**About this task:**
An exact transcription of the data below is needed.

====== Supplied material ======

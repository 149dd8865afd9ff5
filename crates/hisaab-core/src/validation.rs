//! # Validation Module
//!
//! Input validation for the attendance subsystem.
//!
//! ## Validation Strategy
//! ```text
//! ┌─────────────────────────────────────────────────────────────────────────┐
//! │                      Validation Layers                                  │
//! │                                                                         │
//! │  Layer 1: Browser UI                                                   │
//! │  └── Basic format checks, immediate feedback                           │
//! │           │                                                             │
//! │           ▼                                                             │
//! │  Layer 2: Service call (Rust)                                          │
//! │  └── THIS MODULE: join-codes, names, shift windows, date ranges        │
//! │           │                                                             │
//! │           ▼                                                             │
//! │  Layer 3: Database (SQLite)                                            │
//! │  ├── UNIQUE (join_code)                                                │
//! │  └── UNIQUE (business_id, staff_id, date)                              │
//! └─────────────────────────────────────────────────────────────────────────┘
//! ```
//!
//! ## Usage
//! ```rust
//! use hisaab_core::validation::{normalize_join_code, parse_time_of_day};
//!
//! assert_eq!(normalize_join_code(" ab12cd34 ").unwrap(), "AB12CD34");
//! assert!(parse_time_of_day("09:00").is_ok());
//! assert!(parse_time_of_day("25:00").is_err());
//! ```

use chrono::{NaiveDate, NaiveTime};

use crate::error::{CoreError, CoreResult, ValidationError};
use crate::types::ShiftInput;
use crate::JOIN_CODE_LENGTH;

/// Result type for validation operations.
pub type ValidationResult<T> = Result<T, ValidationError>;

// =============================================================================
// String Validators
// =============================================================================

fn required(field: &str, value: &str, max: usize) -> ValidationResult<()> {
    let value = value.trim();

    if value.is_empty() {
        return Err(ValidationError::Required {
            field: field.to_string(),
        });
    }

    if value.chars().count() > max {
        return Err(ValidationError::TooLong {
            field: field.to_string(),
            max,
        });
    }

    Ok(())
}

/// Validates a business display name (1-100 characters).
pub fn validate_business_name(name: &str) -> ValidationResult<()> {
    required("name", name, 100)
}

/// Validates a caller-supplied staff id.
pub fn validate_staff_id(staff_id: &str) -> ValidationResult<()> {
    required("staff_id", staff_id, 64)
}

/// Validates a shift name (1-50 characters).
pub fn validate_shift_name(name: &str) -> ValidationResult<()> {
    required("shift name", name, 50)
}

/// Trims and upper-cases a join-code, then checks its shape.
///
/// ## Rules
/// - Exactly 8 characters after trimming
/// - ASCII letters and digits only
pub fn normalize_join_code(code: &str) -> ValidationResult<String> {
    let code = code.trim().to_ascii_uppercase();

    if code.len() != JOIN_CODE_LENGTH || !code.chars().all(|c| c.is_ascii_alphanumeric()) {
        return Err(ValidationError::InvalidFormat {
            field: "join_code".to_string(),
            reason: format!("must be {} letters or digits", JOIN_CODE_LENGTH),
        });
    }

    Ok(code)
}

// =============================================================================
// Time Validators
// =============================================================================

/// Parses a local time-of-day in `HH:MM` (or `HH:MM:SS`) form.
pub fn parse_time_of_day(value: &str) -> ValidationResult<NaiveTime> {
    let value = value.trim();

    NaiveTime::parse_from_str(value, "%H:%M")
        .or_else(|_| NaiveTime::parse_from_str(value, "%H:%M:%S"))
        .map_err(|_| ValidationError::InvalidFormat {
            field: "time".to_string(),
            reason: format!("'{}' is not a valid HH:MM time", value),
        })
}

/// Checks `end >= start` for a leave request.
pub fn validate_date_range(start: NaiveDate, end: NaiveDate) -> CoreResult<()> {
    if end < start {
        return Err(CoreError::InvalidDateRange {
            start: start.to_string(),
            end: end.to_string(),
        });
    }
    Ok(())
}

/// Validates weekday indices (0 = Sunday .. 6 = Saturday), no duplicates.
pub fn validate_days_of_week(days: &[u8]) -> ValidationResult<()> {
    if let Some(day) = days.iter().find(|d| **d > 6) {
        return Err(ValidationError::OutOfRange {
            field: format!("days_of_week[{}]", day),
            min: 0,
            max: 6,
        });
    }

    for (i, day) in days.iter().enumerate() {
        if days[..i].contains(day) {
            return Err(ValidationError::Duplicate {
                field: "days_of_week".to_string(),
                value: day.to_string(),
            });
        }
    }

    Ok(())
}

/// Validates a shift before it is stored.
///
/// ## Rules
/// - Name is required
/// - Break is at most 8 hours
/// - Weekday indices are 0-6 without duplicates
/// - Net duration `(end - start) - break` is positive, so overnight windows
///   are rejected
pub fn validate_shift(input: &ShiftInput) -> ValidationResult<()> {
    validate_shift_name(&input.name)?;

    if input.break_duration_minutes > 480 {
        return Err(ValidationError::OutOfRange {
            field: "break_duration_minutes".to_string(),
            min: 0,
            max: 480,
        });
    }

    validate_days_of_week(&input.days_of_week)?;

    let net = (input.end_time - input.start_time).num_minutes()
        - i64::from(input.break_duration_minutes);
    if net <= 0 {
        return Err(ValidationError::InvalidFormat {
            field: "shift".to_string(),
            reason: format!(
                "working time {}-{} minus {}m break must be positive",
                input.start_time.format("%H:%M"),
                input.end_time.format("%H:%M"),
                input.break_duration_minutes
            ),
        });
    }

    Ok(())
}

/// Validates a late or overtime threshold (0 to 24 hours).
pub fn validate_threshold_minutes(field: &str, minutes: u32) -> ValidationResult<()> {
    if minutes > 1440 {
        return Err(ValidationError::OutOfRange {
            field: field.to_string(),
            min: 0,
            max: 1440,
        });
    }
    Ok(())
}

// =============================================================================
// Unit Tests
// =============================================================================

#[cfg(test)]
mod tests {
    use super::*;

    fn t(h: u32, m: u32) -> NaiveTime {
        NaiveTime::from_hms_opt(h, m, 0).unwrap()
    }

    fn input(start: NaiveTime, end: NaiveTime, break_minutes: u32) -> ShiftInput {
        ShiftInput {
            name: "Morning".to_string(),
            start_time: start,
            end_time: end,
            break_duration_minutes: break_minutes,
            days_of_week: vec![1, 2, 3, 4, 5],
            is_active: true,
        }
    }

    #[test]
    fn test_join_code_normalization() {
        assert_eq!(normalize_join_code("abcd1234").unwrap(), "ABCD1234");
        assert!(normalize_join_code("ABC").is_err());
        assert!(normalize_join_code("ABCD-123").is_err());
    }

    #[test]
    fn test_names() {
        assert!(validate_business_name("Corner Store").is_ok());
        assert!(validate_business_name("   ").is_err());
        assert!(validate_staff_id("").is_err());
        assert!(validate_shift_name(&"x".repeat(51)).is_err());
    }

    #[test]
    fn test_time_of_day() {
        assert_eq!(parse_time_of_day("09:00").unwrap(), t(9, 0));
        assert_eq!(parse_time_of_day("17:30:00").unwrap(), t(17, 30));
        assert!(parse_time_of_day("noon").is_err());
    }

    #[test]
    fn test_date_range() {
        let start = NaiveDate::from_ymd_opt(2024, 3, 10).unwrap();
        let end = NaiveDate::from_ymd_opt(2024, 3, 12).unwrap();
        assert!(validate_date_range(start, end).is_ok());
        assert!(validate_date_range(start, start).is_ok());
        assert!(matches!(
            validate_date_range(end, start),
            Err(CoreError::InvalidDateRange { .. })
        ));
    }

    #[test]
    fn test_shift_rules() {
        assert!(validate_shift(&input(t(9, 0), t(17, 0), 30)).is_ok());
        // Zero net duration
        assert!(validate_shift(&input(t(9, 0), t(9, 30), 30)).is_err());
        // Overnight
        assert!(validate_shift(&input(t(22, 0), t(6, 0), 0)).is_err());

        let mut bad_days = input(t(9, 0), t(17, 0), 0);
        bad_days.days_of_week = vec![1, 7];
        assert!(validate_shift(&bad_days).is_err());
        bad_days.days_of_week = vec![1, 1];
        assert!(matches!(
            validate_shift(&bad_days),
            Err(ValidationError::Duplicate { .. })
        ));
    }
}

======

**Output of the exercise:**
repository 149dd8865afd9ff5
filename crates/hisaab-core/src/validation.rs
//! # Validation Module
//!
//! Input validation for the attendance subsystem.
//!
//! ## Validation Strategy
//! ```text
//! ┌─────────────────────────────────────────────────────────────────────────┐
//! │                      Validation Layers                                  │
//! │                                                                         │
//! │  Layer 1: Browser UI                                                   │
//! │  └── Basic format checks, immediate feedback                           │
//! │           │                                                             │
//! │           ▼                                                             │
//! │  Layer 2: Service call (Rust)                                          │
//! │  └── THIS MODULE: join-codes, names, shift windows, date ranges        │
//! │           │                                                             │
//! │           ▼                                                             │
//! │  Layer 3: Database (SQLite)                                            │
//! │  ├── UNIQUE (join_code)                                                │
//! │  └── UNIQUE (business_id, staff_id, date)                              │
//! └─────────────────────────────────────────────────────────────────────────┘
//! ```
//!
//! ## Usage
//! ```rust
//! use hisaab_core::validation::{normalize_join_code, parse_time_of_day};
//!
//! assert_eq!(normalize_join_code(" ab12cd34 ").unwrap(), "AB12CD34");
//! assert!(parse_time_of_day("09:00").is_ok());
//! assert!(parse_time_of_day("25:00").is_err());
//! ```

use chrono::{NaiveDate, NaiveTime};

use crate::error::{CoreError, CoreResult, ValidationError};
use crate::types::ShiftInput;
use crate::JOIN_CODE_LENGTH;

/// Result type for validation operations.
pub type ValidationResult<T> = Result<T, ValidationError>;

// =============================================================================
// String Validators
// =============================================================================

fn required(field: &str, value: &str, max: usize) -> ValidationResult<()> {
    let value = value.trim();

    if value.is_empty() {
        return Err(ValidationError::Required {
            field: field.to_string(),
        });
    }

    if value.chars().count() > max {
        return Err(ValidationError::TooLong {
            field: field.to_string(),
            max,
        });
    }

    Ok(())
}

/// Validates a business display name (1-100 characters).
pub fn validate_business_name(name: &str) -> ValidationResult<()> {
    required("name", name, 100)
}

/// Validates a caller-supplied staff id.
pub fn validate_staff_id(staff_id: &str) -> ValidationResult<()> {
    required("staff_id", staff_id, 64)
}

/// Validates a shift name (1-50 characters).
pub fn validate_shift_name(name: &str) -> ValidationResult<()> {
    required("shift name", name, 50)
}

/// Trims and upper-cases a join-code, then checks its shape.
///
/// ## Rules
/// - Exactly 8 characters after trimming
/// - ASCII letters and digits only
pub fn normalize_join_code(code: &str) -> ValidationResult<String> {
    let code = code.trim().to_ascii_uppercase();

    if code.len() != JOIN_CODE_LENGTH || !code.chars().all(|c| c.is_ascii_alphanumeric()) {
        return Err(ValidationError::InvalidFormat {
            field: "join_code".to_string(),
            reason: format!("must be {} letters or digits", JOIN_CODE_LENGTH),
        });
    }

    Ok(code)
}

// =============================================================================
// Time Validators
// =============================================================================

/// Parses a local time-of-day in `HH:MM` (or `HH:MM:SS`) form.
pub fn parse_time_of_day(value: &str) -> ValidationResult<NaiveTime> {
    let value = value.trim();

    NaiveTime::parse_from_str(value, "%H:%M")
        .or_else(|_| NaiveTime::parse_from_str(value, "%H:%M:%S"))
        .map_err(|_| ValidationError::InvalidFormat {
            field: "time".to_string(),
            reason: format!("'{}' is not a valid HH:MM time", value),
        })
}

/// Checks `end >= start` for a leave request.
pub fn validate_date_range(start: NaiveDate, end: NaiveDate) -> CoreResult<()> {
    if end < start {
        return Err(CoreError::InvalidDateRange {
            start: start.to_string(),
            end: end.to_string(),
        });
    }
    Ok(())
}

/// Validates weekday indices (0 = Sunday .. 6 = Saturday), no duplicates.
pub fn validate_days_of_week(days: &[u8]) -> ValidationResult<()> {
    if let Some(day) = days.iter().find(|d| **d > 6) {
        return Err(ValidationError::OutOfRange {
            field: format!("days_of_week[{}]", day),
            min: 0,
            max: 6,
        });
    }

    for (i, day) in days.iter().enumerate() {
        if days[..i].contains(day) {
            return Err(ValidationError::Duplicate {
                field: "days_of_week".to_string(),
                value: day.to_string(),
            });
        }
    }

    Ok(())
}

/// Validates a shift before it is stored.
///
/// ## Rules
/// - Name is required
/// - Break is at most 8 hours
/// - Weekday indices are 0-6 without duplicates
/// - Net duration `(end - start) - break` is positive, so overnight windows
///   are rejected
pub fn validate_shift(input: &ShiftInput) -> ValidationResult<()> {
    validate_shift_name(&input.name)?;

    if input.break_duration_minutes > 480 {
        return Err(ValidationError::OutOfRange {
            field: "break_duration_minutes".to_string(),
            min: 0,
            max: 480,
        });
    }

    validate_days_of_week(&input.days_of_week)?;

    let net = (input.end_time - input.start_time).num_minutes()
        - i64::from(input.break_duration_minutes);
    if net <= 0 {
        return Err(ValidationError::InvalidFormat {
            field: "shift".to_string(),
            reason: format!(
                "working time {}-{} minus {}m break must be positive",
                input.start_time.format("%H:%M"),
                input.end_time.format("%H:%M"),
                input.break_duration_minutes
            ),
        });
    }

    Ok(())
}

/// Validates a late or overtime threshold (0 to 24 hours).
pub fn validate_threshold_minutes(field: &str, minutes: u32) -> ValidationResult<()> {
    if minutes > 1440 {
        return Err(ValidationError::OutOfRange {
            field: field.to_string(),
            min: 0,
            max: 1440,
        });
    }
    Ok(())
}

// =============================================================================
// Unit Tests
// =============================================================================

#[cfg(test)]
mod tests {
    use super::*;

    fn t(h: u32, m: u32) -> NaiveTime {
        NaiveTime::from_hms_opt(h, m, 0).unwrap()
    }

    fn input(start: NaiveTime, end: NaiveTime, break_minutes: u32) -> ShiftInput {
        ShiftInput {
            name: "Morning".to_string(),
            start_time: start,
            end_time: end,
            break_duration_minutes: break_minutes,
            days_of_week: vec![1, 2, 3, 4, 5],
            is_active: true,
        }
    }

    #[test]
    fn test_join_code_normalization() {
        assert_eq!(normalize_join_code("abcd1234").unwrap(), "ABCD1234");
        assert!(normalize_join_code("ABC").is_err());
        assert!(normalize_join_code("ABCD-123").is_err());
    }

    #[test]
    fn test_names() {
        assert!(validate_business_name("Corner Store").is_ok());
        assert!(validate_business_name("   ").is_err());
        assert!(validate_staff_id("").is_err());
        assert!(validate_shift_name(&"x".repeat(51)).is_err());
    }

    #[test]
    fn test_time_of_day() {
        assert_eq!(parse_time_of_day("09:00").unwrap(), t(9, 0));
        assert_eq!(parse_time_of_day("17:30:00").unwrap(), t(17, 30));
        assert!(parse_time_of_day("noon").is_err());
    }

    #[test]
    fn test_date_range() {
        let start = NaiveDate::from_ymd_opt(2024, 3, 10).unwrap();
        let end = NaiveDate::from_ymd_opt(2024, 3, 12).unwrap();
        assert!(validate_date_range(start, end).is_ok());
        assert!(validate_date_range(start, start).is_ok());
        assert!(matches!(
            validate_date_range(end, start),
            Err(CoreError::InvalidDateRange { .. })
        ));
    }

    #[test]
    fn test_shift_rules() {
        assert!(validate_shift(&input(t(9, 0), t(17, 0), 30)).is_ok());
        // Zero net duration
        assert!(validate_shift(&input(t(9, 0), t(9, 30), 30)).is_err());
        // Overnight
        assert!(validate_shift(&input(t(22, 0), t(6, 0), 0)).is_err());

        let mut bad_days = input(t(9, 0), t(17, 0), 0);
        bad_days.days_of_week = vec![1, 7];
        assert!(validate_shift(&bad_days).is_err());
        bad_days.days_of_week = vec![1, 1];
        assert!(matches!(
            validate_shift(&bad_days),
            Err(ValidationError::Duplicate { .. })
        ));
    }
}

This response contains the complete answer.